Go through the material underneath and show every line where the string "renames" occurs.

════════════════════

//! Name Patterns CLI
//!
//! Usage:
//!   name-patterns [--config FILE] <COMMAND>
//!
//! Commands:
//!   render             Render a pattern for one creature
//!   batch              Rename every creature in a collection
//!   tokens             List token values for one creature
//!   functions          List the functions usable in a pattern
//!   check              Report unknown names and unclosed calls in a pattern
//!   seed-replacements  Write an example replacements file

use std::path::{Path, PathBuf};

use clap::{Parser, Subcommand};

use name_patterns::{
    lint, token_dictionary, BatchRenamer, Collection, CreatureId, CustomReplacements, Function,
    NameOutcome, NamePattern, NamingConfig, NamingContext, RenderMode,
};

#[derive(Parser)]
#[command(name = "name-patterns")]
#[command(about = "Generate creature names from naming patterns")]
struct Cli {
    /// Configuration file (TOML format)
    #[arg(short, long, global = true)]
    config: Option<PathBuf>,

    #[command(subcommand)]
    command: Command,
}

#[derive(Subcommand)]
enum Command {
    /// Render a pattern for one creature
    Render {
        /// Collection file (JSON)
        #[arg(short = 'C', long)]
        collection: PathBuf,
        /// Creature id
        #[arg(long)]
        id: CreatureId,
        /// Naming pattern
        pattern: String,
        /// Use the short preview search and placeholder
        #[arg(short, long)]
        preview: bool,
        /// Replacements file for customreplace (JSON)
        #[arg(short, long)]
        replacements: Option<PathBuf>,
    },
    /// Rename every creature in a collection
    Batch {
        #[arg(short = 'C', long)]
        collection: PathBuf,
        pattern: String,
        /// Only rename creatures of this species
        #[arg(short, long)]
        species: Option<String>,
        #[arg(short, long)]
        replacements: Option<PathBuf>,
        /// Write the renamed collection to this file
        #[arg(short, long)]
        output: Option<PathBuf>,
    },
    /// List every token and its value for one creature
    Tokens {
        #[arg(short = 'C', long)]
        collection: PathBuf,
        #[arg(long)]
        id: CreatureId,
        /// Print JSON instead of a table
        #[arg(long)]
        json: bool,
    },
    /// List the functions usable in a pattern
    Functions,
    /// Report unknown names and unclosed calls in a pattern
    Check { pattern: String },
    /// Write an example replacements file if none exists
    SeedReplacements { file: PathBuf },
}

fn main() {
    env_logger::Builder::from_env(env_logger::Env::default().default_filter_or("warn")).init();

    let cli = Cli::parse();
    let config = load_config(cli.config.as_deref());

    match cli.command {
        Command::Render {
            collection,
            id,
            pattern,
            preview,
            replacements,
        } => {
            let collection = load_collection(&collection);
            let replacements = load_replacements(replacements.as_deref(), &config);
            let Some(creature) = collection.find(id) else {
                eprintln!("Error: no creature with id {}", id);
                std::process::exit(1);
            };

            let siblings = collection.siblings(&creature.species);
            let colors = collection.color_table();
            let mode = if preview {
                RenderMode::Preview
            } else {
                RenderMode::Commit
            };
            let mut ctx = NamingContext::new(creature, &siblings)
                .with_config(&config)
                .with_colors(&colors)
                .with_replacements(&replacements)
                .with_mode(mode);
            if let Some(species) = collection.species(&creature.species) {
                ctx = ctx.with_species(species);
            }

            let outcome = NamePattern::new(pattern).generate(&ctx);
            println!("{}", outcome.name);
            report_outcome(id, &outcome);
        }
        Command::Batch {
            collection: path,
            pattern,
            species,
            replacements,
            output,
        } => {
            let mut collection = load_collection(&path);
            let replacements = load_replacements(replacements.as_deref(), &config);
            let colors = collection.color_table();
            let pattern = NamePattern::new(pattern);

            let selected: Vec<_> = collection
                .creatures
                .iter()
                .filter(|c| species.as_deref().map_or(true, |s| c.species == s))
                .cloned()
                .collect();
            let renames = BatchRenamer::new(&pattern, &config)
                .with_species(&collection.species)
                .with_colors(&colors)
                .with_replacements(&replacements)
                .rename_all(&selected);

            for rename in &renames {
                println!("{}\t{}\t{}", rename.id, rename.old_name, rename.outcome.name);
                report_outcome(rename.id, &rename.outcome);
            }

            if let Some(output) = output {
                collection.apply_names(
                    renames
                        .iter()
                        .map(|r| (r.id, r.outcome.name.as_str())),
                );
                if let Err(e) = collection.save(&output) {
                    eprintln!("Error writing collection '{}': {}", output.display(), e);
                    std::process::exit(1);
                }
            }
        }
        Command::Tokens {
            collection,
            id,
            json,
        } => {
            let collection = load_collection(&collection);
            let replacements = load_replacements(None, &config);
            let Some(creature) = collection.find(id) else {
                eprintln!("Error: no creature with id {}", id);
                std::process::exit(1);
            };

            let siblings = collection.siblings(&creature.species);
            let colors = collection.color_table();
            let mut ctx = NamingContext::new(creature, &siblings)
                .with_config(&config)
                .with_colors(&colors)
                .with_replacements(&replacements)
                .with_mode(RenderMode::Preview);
            if let Some(species) = collection.species(&creature.species) {
                ctx = ctx.with_species(species);
            }

            let entries = token_dictionary(&ctx);
            if json {
                match serde_json::to_string_pretty(&entries) {
                    Ok(out) => println!("{}", out),
                    Err(e) => {
                        eprintln!("Error: {}", e);
                        std::process::exit(1);
                    }
                }
            } else {
                for entry in entries {
                    println!("{:<20} {:<16} {}", entry.name, entry.value, entry.description);
                }
            }
        }
        Command::Functions => {
            for function in Function::ALL {
                println!("{:<14} {}", function.name(), function.usage());
            }
        }
        Command::Check { pattern } => {
            let warnings = lint::check(&pattern);
            for warning in &warnings {
                eprint!("{}", warning.format(&pattern, "pattern"));
            }
            if !warnings.is_empty() {
                std::process::exit(1);
            }
        }
        Command::SeedReplacements { file } => match CustomReplacements::seed_example(&file) {
            Ok(true) => println!("Wrote example replacements to {}", file.display()),
            Ok(false) => println!("{} already exists", file.display()),
            Err(e) => {
                eprintln!("Error writing '{}': {}", file.display(), e);
                std::process::exit(1);
            }
        },
    }
}

fn load_config(path: Option<&Path>) -> NamingConfig {
    match path {
        Some(path) => match NamingConfig::from_file(path) {
            Ok(config) => config,
            Err(e) => {
                eprintln!("Error loading config '{}': {}", path.display(), e);
                std::process::exit(1);
            }
        },
        None => NamingConfig::default(),
    }
}

fn load_collection(path: &Path) -> Collection {
    match Collection::from_file(path) {
        Ok(collection) => collection,
        Err(e) => {
            eprintln!("Error loading collection '{}': {}", path.display(), e);
            std::process::exit(1);
        }
    }
}

/// The flag wins over the config file; no file means an empty table
fn load_replacements(flag: Option<&Path>, config: &NamingConfig) -> CustomReplacements {
    let Some(path) = flag.or(config.replacements_file.as_deref()) else {
        return CustomReplacements::new();
    };
    match CustomReplacements::from_file(path) {
        Ok(replacements) => replacements,
        Err(e) => {
            eprintln!("Error loading replacements '{}': {}", path.display(), e);
            std::process::exit(1);
        }
    }
}

fn report_outcome(id: CreatureId, outcome: &NameOutcome) {
    if outcome.exhausted {
        eprintln!("warning: {}: no unique number found for '{}'", id, outcome.name);
    }
    if outcome.duplicate {
        eprintln!("warning: {}: '{}' is already in use", id, outcome.name);
    }
    if outcome.too_long {
        eprintln!("warning: {}: '{}' is longer than the name limit", id, outcome.name);
    }
}
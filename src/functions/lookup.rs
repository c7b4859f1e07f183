//! Functions backed by external tables: `customreplace` and `color`

use super::{CallArgs, FunctionError};

/// `{{#customreplace: key | default }}`
///
/// A missing key yields the default when one is given, even an empty one,
/// and the key itself otherwise.
pub fn customreplace(args: &CallArgs<'_, '_>) -> Result<String, FunctionError> {
    let key = args.eval(0);
    let replaced = args
        .ctx()
        .replacements
        .and_then(|r| r.get(&key))
        .map(str::to_string);
    Ok(match replaced {
        Some(value) => value,
        None if args.len() > 1 => args.eval(1),
        None => key,
    })
}

/// `{{#color: region | return name | include unused regions }}`
pub fn color(args: &CallArgs<'_, '_>) -> Result<String, FunctionError> {
    let region = args.integer(0)?;
    let Ok(region) = usize::try_from(region) else {
        return Ok(String::new());
    };
    let ctx = args.ctx();

    let unused = ctx.species.is_some_and(|s| !s.region_used(region));
    if unused && args.eval_non_empty(2).is_none() {
        return Ok(String::new());
    }

    let Some(&id) = ctx.creature.colors.get(region) else {
        return Ok(String::new());
    };
    if args.eval_non_empty(1).is_some() {
        Ok(ctx.color_table().name(id).unwrap_or_default().to_string())
    } else {
        Ok(id.to_string())
    }
}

════════════════════

| Answer box |
            let renames = BatchRenamer::new(&pattern, &config)
            for rename in &renames {
                    renames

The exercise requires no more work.